The rebates given to pharmacy benefit managers to secure a
drug’s place on the formulary have become a difficult barrier to coverage for
new products. The rebate income for these PBMs is sometimes passed on to health
plans, insurers, and employer purchasers, but more often it is not.
A big issue is that managed care organizations tend to
become addicted to millions of dollars in rebate “income,” and this mindset
prevents serious consideration of new medications at competitive costs.
For
biosimilars, Pfizer and Merck have had a difficult time dislodging Janssen,
maker of Remicade®, from its preferred formulary position, despite
lower prices based on wholesale acquisition cost (WAC). Janssen has simply
matched the net cost (through increasing rebates), while keeping its WAC costs
high—tempting plans with ever-increasing rebate revenue. The health plans don’t
see the benefit of incurring the administrative costs of moving masses of
patients from the preferred product to a new one, or seeing this revenue stream
interrupted, without an overall further improvement in net costs.

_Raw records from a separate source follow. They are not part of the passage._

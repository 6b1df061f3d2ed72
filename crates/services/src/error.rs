//! Shared error types for the services crate.

use std::fmt;

use thiserror::Error;

use quiz_core::model::QuestionError;

/// Non-zero `response_code` returned by the trivia provider.
#[derive(Debug, Clone, Copy, PartialEq, Eq)]
pub struct ProviderCode(pub u8);

impl ProviderCode {
    #[must_use]
    pub fn reason(self) -> &'static str {
        match self.0 {
            1 => "not enough questions for the query",
            2 => "invalid parameter",
            3 => "session token not found",
            4 => "session token exhausted",
            5 => "rate limited",
            _ => "unknown error",
        }
    }
}

impl fmt::Display for ProviderCode {
    fn fmt(&self, f: &mut fmt::Formatter<'_>) -> fmt::Result {
        write!(f, "{} (code {})", self.reason(), self.0)
    }
}

/// Errors emitted while fetching a question batch.
#[derive(Debug, Error)]
#[non_exhaustive]
pub enum FetchError {
    #[error("question amount must be positive")]
    InvalidAmount,
    #[error("trivia request failed with status {0}")]
    HttpStatus(reqwest::StatusCode),
    #[error(transparent)]
    Http(#[from] reqwest::Error),
    #[error("malformed trivia response: {0}")]
    Decode(#[from] serde_json::Error),
    #[error("trivia response has no results")]
    MissingResults,
    #[error("trivia provider returned no questions")]
    EmptyBatch,
    #[error("trivia provider rejected the request: {0}")]
    Provider(ProviderCode),
    #[error(transparent)]
    InvalidQuestion(#[from] QuestionError),
}
use thiserror::Error;

use crate::model::AnswerRecord;

#[derive(Debug, Error, Clone, PartialEq, Eq)]
#[non_exhaustive]
pub enum SummaryError {
    #[error("quiz has no questions")]
    Empty,

    #[error("{records} answers recorded for a quiz of {total} questions")]
    TooManyRecords { records: usize, total: usize },
}

/// End-of-quiz report built from the answer records.
#[derive(Debug, Clone, PartialEq, Eq)]
pub struct QuizSummary {
    total: usize,
    score: usize,
    records: Vec<AnswerRecord>,
}

impl QuizSummary {
    /// # Errors
    ///
    /// Returns `SummaryError::Empty` when `total` is zero and
    /// `SummaryError::TooManyRecords` when more answers than questions are given.
    pub fn from_records(total: usize, records: Vec<AnswerRecord>) -> Result<Self, SummaryError> {
        if total == 0 {
            return Err(SummaryError::Empty);
        }
        if records.len() > total {
            return Err(SummaryError::TooManyRecords {
                records: records.len(),
                total,
            });
        }

        let score = records.iter().filter(|record| record.correct).count();
        Ok(Self {
            total,
            score,
            records,
        })
    }

    #[must_use]
    pub fn total(&self) -> usize {
        self.total
    }

    #[must_use]
    pub fn score(&self) -> usize {
        self.score
    }

    #[must_use]
    pub fn records(&self) -> &[AnswerRecord] {
        &self.records
    }

    /// Share of correct answers, rounded to the nearest whole percent.
    #[must_use]
    pub fn percent(&self) -> usize {
        (self.score * 100 + self.total / 2) / self.total
    }

    #[must_use]
    pub fn is_perfect(&self) -> bool {
        self.score == self.total
    }
}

Managed care plans have long said that discounts of 25% or
more will be necessary to release the rebate stranglehold of preferred
products. In the case of infliximab, this has not yet occurred, based on recent
minor inroads made by Merck’s Renflexis® biosimilar, despite larger
discounts. Until greater competition is available, which drives down the WAC
prices (and then average sales prices [ASPs]), barriers to accessing new
medications will remain. In fact, when competition does increase, makers of the
originator products, like Janssen, can simply ratchet up their rebates to
maintain a hold on sales (and a billion-dollar plus profit).

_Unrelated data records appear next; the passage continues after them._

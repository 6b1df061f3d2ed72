use std::collections::HashSet;

/// Clean provider text before it is rendered as HTML.
///
/// Question and answer strings arrive HTML-encoded (`&quot;`, `&#039;`) and may
/// carry inline markup. Only a handful of inline tags survive, with no
/// attributes. Entities are decoded on the way through; only `&`, `<` and `>`
/// come back escaped.
#[must_use]
pub fn sanitize_html(html: &str) -> String {
    let tags: HashSet<&str> = ["em", "strong", "b", "i", "u", "sub", "sup", "br", "span", "code"]
        .into_iter()
        .collect();

    ammonia::Builder::new()
        .tags(tags)
        .generic_attributes(HashSet::<&str>::new())
        .clean(html)
        .to_string()
}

Perhaps the best way around this is to force a change in the
marketbasket. This can be accomplished in a couple of ways. The first, by
instituting separate tiers for biosimilars and reference agents, takes the
biosimilars out of the 1 of 2 preferred drug contracting restrictions, and
allows patients to access biosimilars as well as preferred brands.

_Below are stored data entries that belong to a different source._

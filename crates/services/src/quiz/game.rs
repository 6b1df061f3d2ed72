use std::fmt;

use tracing::{info, warn};

use quiz_core::model::{AnswerRecord, QuizQuestion, QuizSummary};

use super::progress::GameProgress;
use crate::error::FetchError;

//
// ─── PHASES & OUTCOMES ─────────────────────────────────────────────────────────
//

/// Where a session currently stands.
#[derive(Debug, Clone, Copy, PartialEq, Eq)]
pub enum GamePhase {
    /// Nothing running: either before the first start or after the last question.
    GameOver,
    Loading,
    InProgress { answered: bool },
    /// Every question has an answer but the last one has not been advanced past.
    AllAnswered,
}

/// Result of calling [`GameSession::advance`].
#[derive(Debug, Clone, Copy, PartialEq, Eq)]
pub enum Advance {
    /// Moved to the question at this index.
    Next(usize),
    /// The last question was left; the session is over.
    Finished,
    /// The current question has not been answered (or nothing is running).
    Ignored,
}

/// Issued by [`GameSession::begin_start`]; only the newest ticket may install questions.
#[derive(Debug, Clone, Copy, PartialEq, Eq)]
pub struct StartTicket {
    generation: u64,
}

//
// ─── SESSION ───────────────────────────────────────────────────────────────────
//

/// Quiz session state, mutated only through `start`, `submit_answer` and `advance`.
///
/// Answering and moving on are separate steps so the UI can reveal the correct
/// answer before the player leaves the question.
#[derive(Clone)]
pub struct GameSession {
    questions: Vec<QuizQuestion>,
    current: usize,
    score: usize,
    records: Vec<AnswerRecord>,
    loading: bool,
    game_over: bool,
    generation: u64,
    load_error: Option<String>,
}

impl Default for GameSession {
    fn default() -> Self {
        Self::new()
    }
}

impl GameSession {
    /// An idle session. Starts out game-over so the UI offers "Start".
    #[must_use]
    pub fn new() -> Self {
        Self {
            questions: Vec::new(),
            current: 0,
            score: 0,
            records: Vec::new(),
            loading: false,
            game_over: true,
            generation: 0,
            load_error: None,
        }
    }

    /// First half of `start()`: reset everything and enter `Loading`.
    ///
    /// Any ticket handed out earlier becomes stale.
    pub fn begin_start(&mut self) -> StartTicket {
        self.generation = self.generation.wrapping_add(1);
        self.questions.clear();
        self.current = 0;
        self.score = 0;
        self.records.clear();
        self.loading = true;
        self.game_over = false;
        self.load_error = None;
        StartTicket {
            generation: self.generation,
        }
    }

    /// Second half of `start()`: install the fetched batch or fall back to
    /// a non-started state.
    ///
    /// Returns `false` when the ticket is stale and the result was dropped.
    pub fn finish_start(
        &mut self,
        ticket: StartTicket,
        result: Result<Vec<QuizQuestion>, FetchError>,
    ) -> bool {
        if ticket.generation != self.generation || !self.loading {
            warn!(
                ticket = ticket.generation,
                current = self.generation,
                "discarding stale question batch"
            );
            return false;
        }

        self.loading = false;
        match result {
            Ok(questions) if !questions.is_empty() => {
                info!(count = questions.len(), "question batch installed");
                self.questions = questions;
            }
            Ok(_) => self.fail_start(&FetchError::EmptyBatch),
            Err(err) => self.fail_start(&err),
        }
        true
    }

    fn fail_start(&mut self, err: &FetchError) {
        warn!(error = %err, "failed to load questions");
        self.questions.clear();
        self.game_over = true;
        self.load_error = Some(err.to_string());
    }

    /// Record `chosen` for the current question.
    ///
    /// Ignored (returns `None`) while loading, after game over, or when the
    /// current question already has an answer.
    pub fn submit_answer(&mut self, chosen: &str) -> Option<&AnswerRecord> {
        if self.game_over || self.loading || self.records.len() != self.current {
            return None;
        }
        let question = self.questions.get(self.current)?;

        let record = AnswerRecord::grade(question, chosen);
        if record.correct {
            self.score += 1;
        }
        self.records.push(record);
        self.records.last()
    }

    /// Leave the current (answered) question.
    pub fn advance(&mut self) -> Advance {
        if !self.can_advance() {
            return Advance::Ignored;
        }

        if self.current + 1 == self.questions.len() {
            self.game_over = true;
            info!(score = self.score, total = self.total(), "quiz finished");
            Advance::Finished
        } else {
            self.current += 1;
            Advance::Next(self.current)
        }
    }

    #[must_use]
    pub fn phase(&self) -> GamePhase {
        if self.loading {
            GamePhase::Loading
        } else if self.game_over {
            GamePhase::GameOver
        } else if self.all_answered() {
            GamePhase::AllAnswered
        } else {
            GamePhase::InProgress {
                answered: self.current_is_answered(),
            }
        }
    }

    /// The question to render, if there is one.
    #[must_use]
    pub fn current_question(&self) -> Option<&QuizQuestion> {
        if self.loading {
            return None;
        }
        self.questions.get(self.current)
    }

    /// The answer given for the current question, if any.
    #[must_use]
    pub fn current_record(&self) -> Option<&AnswerRecord> {
        self.records.get(self.current)
    }

    #[must_use]
    pub fn current_index(&self) -> usize {
        self.current
    }

    /// 1-based number of the current question.
    #[must_use]
    pub fn question_number(&self) -> usize {
        self.current + 1
    }

    #[must_use]
    pub fn total(&self) -> usize {
        self.questions.len()
    }

    #[must_use]
    pub fn score(&self) -> usize {
        self.score
    }

    #[must_use]
    pub fn records(&self) -> &[AnswerRecord] {
        &self.records
    }

    #[must_use]
    pub fn is_loading(&self) -> bool {
        self.loading
    }

    #[must_use]
    pub fn is_game_over(&self) -> bool {
        self.game_over
    }

    /// Why the last start failed, if it did.
    #[must_use]
    pub fn load_error(&self) -> Option<&str> {
        self.load_error.as_deref()
    }

    /// Whether a "Start" affordance makes sense right now.
    #[must_use]
    pub fn can_start(&self) -> bool {
        !self.loading && (self.game_over || self.all_answered())
    }

    #[must_use]
    pub fn can_advance(&self) -> bool {
        !self.game_over && !self.loading && self.current_is_answered()
    }

    /// True when the current question is the last one of the batch.
    #[must_use]
    pub fn is_last_question(&self) -> bool {
        !self.questions.is_empty() && self.current + 1 == self.questions.len()
    }

    #[must_use]
    pub fn progress(&self) -> GameProgress {
        GameProgress {
            total: self.total(),
            answered: self.records.len(),
            remaining: self.total().saturating_sub(self.records.len()),
            score: self.score,
            is_complete: self.all_answered(),
        }
    }

    /// End-of-quiz report, available once every question has been answered.
    #[must_use]
    pub fn summary(&self) -> Option<QuizSummary> {
        if !self.all_answered() {
            return None;
        }
        QuizSummary::from_records(self.total(), self.records.clone()).ok()
    }

    fn current_is_answered(&self) -> bool {
        self.current < self.questions.len() && self.records.len() == self.current + 1
    }

    fn all_answered(&self) -> bool {
        !self.questions.is_empty() && self.records.len() == self.questions.len()
    }
}

impl fmt::Debug for GameSession {
    fn fmt(&self, f: &mut fmt::Formatter<'_>) -> fmt::Result {
        f.debug_struct("GameSession")
            .field("questions_len", &self.questions.len())
            .field("current", &self.current)
            .field("score", &self.score)
            .field("records_len", &self.records.len())
            .field("loading", &self.loading)
            .field("game_over", &self.game_over)
            .field("generation", &self.generation)
            .finish_non_exhaustive()
    }
}

//
// ─── TESTS ─────────────────────────────────────────────────────────────────────
//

A second way is to reconsider biologic agents according to
indication-based contracts or mechanism-of-action (MOA) based differences.
Therefore, the marketbasket is modified to consider anti-TNFs separate from interleukins,
allowing preferred agents in each separate category. This would allow, for
instance, for more effective psoriasis agents to be well covered, and maintain
the preferred position of Humira® and Enbrel® for
appropriate patients.
A third way is to work out some innovative value-based
contract, in which the manufacturer and health plan/insurer reaches an
agreement on (usually) the expected outcomes of drug use and additional rebates
or performance guarantees if the medication fails to deliver on this
performance. The most important consideration in this agreement is the
practicality of measuring an outcome of interest or ensuring adherence.
The rebate trap seems to be ensnaring more manufacturers of new
biologics and biosimilars. Without greater consideration of the overall good, this
trap can cause systematic problems for the pharmaceutical industry and
discourage drug innovation and accessibility.